As a composer, she has collected commissions from Duke University, the Ford Foundation's Indigenous Knowledge, Expressive Culture grant program of the American Composers Forum, Smithsonian’s Museum of the American Indian, American Dance Festival, Washington Flute Association, Eight Strings and a Whistle, NYU, and Meet the Composer, and a current commission from Canada’s Duo Concertante, among others. Ensembles that have premiered her works include EngleWinds, the Covington String Quartet, Manhattan School of Music new music ensemble, ModernWorks and Musicians Accord in NYC, Washington Flute Association, and Eight Strings and a Whistle. 
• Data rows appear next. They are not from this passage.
// ============================================================================
// CRYSTALPAY - Response Interpretation
// ============================================================================
// Every gateway answer goes through the same decision tree:
//
//   status != 200                  -> Transport
//   auth == "ok",  error == true   -> Operation(error_message)
//   auth == "ok"                   -> body
//   auth == "error"                -> Authorization
//   anything else                  -> body, unmodified
// ============================================================================

use crate::error::GatewayError;
use crate::transport::RawResponse;
use crate::Result;
use serde_json::Value;
use tracing::warn;

pub const AUTH_OK: &str = "ok";
pub const AUTH_ERROR: &str = "error";

/// Turn a raw gateway response into the parsed body or a typed failure
pub fn interpret(raw: RawResponse) -> Result<Value> {
    if raw.status != 200 {
        warn!("Gateway returned HTTP {}", raw.status);
        return Err(GatewayError::Transport(format!("HTTP {}", raw.status)));
    }

    let body: Value = serde_json::from_str(&raw.body)?;

    let auth = body.get("auth").and_then(Value::as_str).map(str::to_owned);

    match auth.as_deref() {
        Some(AUTH_OK) => {
            if body.get("error").and_then(Value::as_bool) == Some(true) {
                let message = body
                    .get("error_message")
                    .and_then(Value::as_str)
                    .unwrap_or_default()
                    .to_string();
                warn!("Gateway rejected operation: {}", message);
                return Err(GatewayError::Operation(message));
            }
            Ok(body)
        }
        Some(AUTH_ERROR) => {
            warn!("Gateway rejected credentials");
            Err(GatewayError::authorization())
        }
        _ => Ok(body),
    }
}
Dawn has had her works performed at such places as the Alaska Native Heritage Center, the South Dakota Museum of Art, Colorado College, Memorial University in Newfoundland/ Labrador, Toronto, Montreal, Six Nations and Tyendinega Mohawk Territories, Linda Vista Ranch in Tucson, Arizona, Alfred University, the Juilliard School, School for Ethical Culture, Columbia University, Columbia Preparatory School, Hunter College, Harlem School of the Arts, the 92nd Street Y, Merkin Hall, University of Maryland, Montgomery College in Maryland, and the Kennedy Center, as well as in Spain, Italy and Germany.

 

Dawn has been the recipient of several Global Music Awards.  Her music can be heard on several award-winning films including, “Our Spirits Don’t Speak English: Indian Boarding Schools” and “Don’t Get Sick After June: Indian Health Care” (Rich/Heape Films), the Smithsonian’s “Always Becoming” by Nora Naranjo-Morse, “Dos Almas” by Danielle Villegas, “Basquiat” (Miramax Films Independent Spirit Award), “Gallyup” (Center for Court Innovation: Tribal Justice) and “Rohati:io Raising the Word” (Independent Film award by Canadaian film maker Ellingson) and an upcoming PBS film entitled “Warrior Traditions.”

 

She has been privileged to work with a variety of great composers including John Cage, Charles Wuorinen, Phillip Glass, and Elliot Sharpe. Dawn’s exploration of sacred music led her to study the relationship between music and spirituality.

 

Devoted to the performance, research and composition of Native Classical Music, Avery served on the national board of the American Composer’s Forum, First Nations Composers Initiative and developed The Native Composer’s Project dedicated to language and music revitalization.  She has toured with the North American Indian Cello Project, premiering contemporary classical works by Native composers.  Avery’s recording of chamber music based on native themes, entitled Tulpe, came out in 2009 and received critical acclaim. Dr. Avery’s dissertation explores Indigenous theory in relation to Contemporary Native Classical composition and is entitled, “NATIVE CLASSICAL: MUSICAL MODERNITIES, INDIGENOUS RESEARCH METHODOLOGIES, AND A KANIENKÉHA (MOHAWK) CONCEPT OF NON:WA (NOW).

 

Nurturing future generations, Dawn Avery is a professor at Montgomery College where she was selected as United States Professor of the Year in 2011.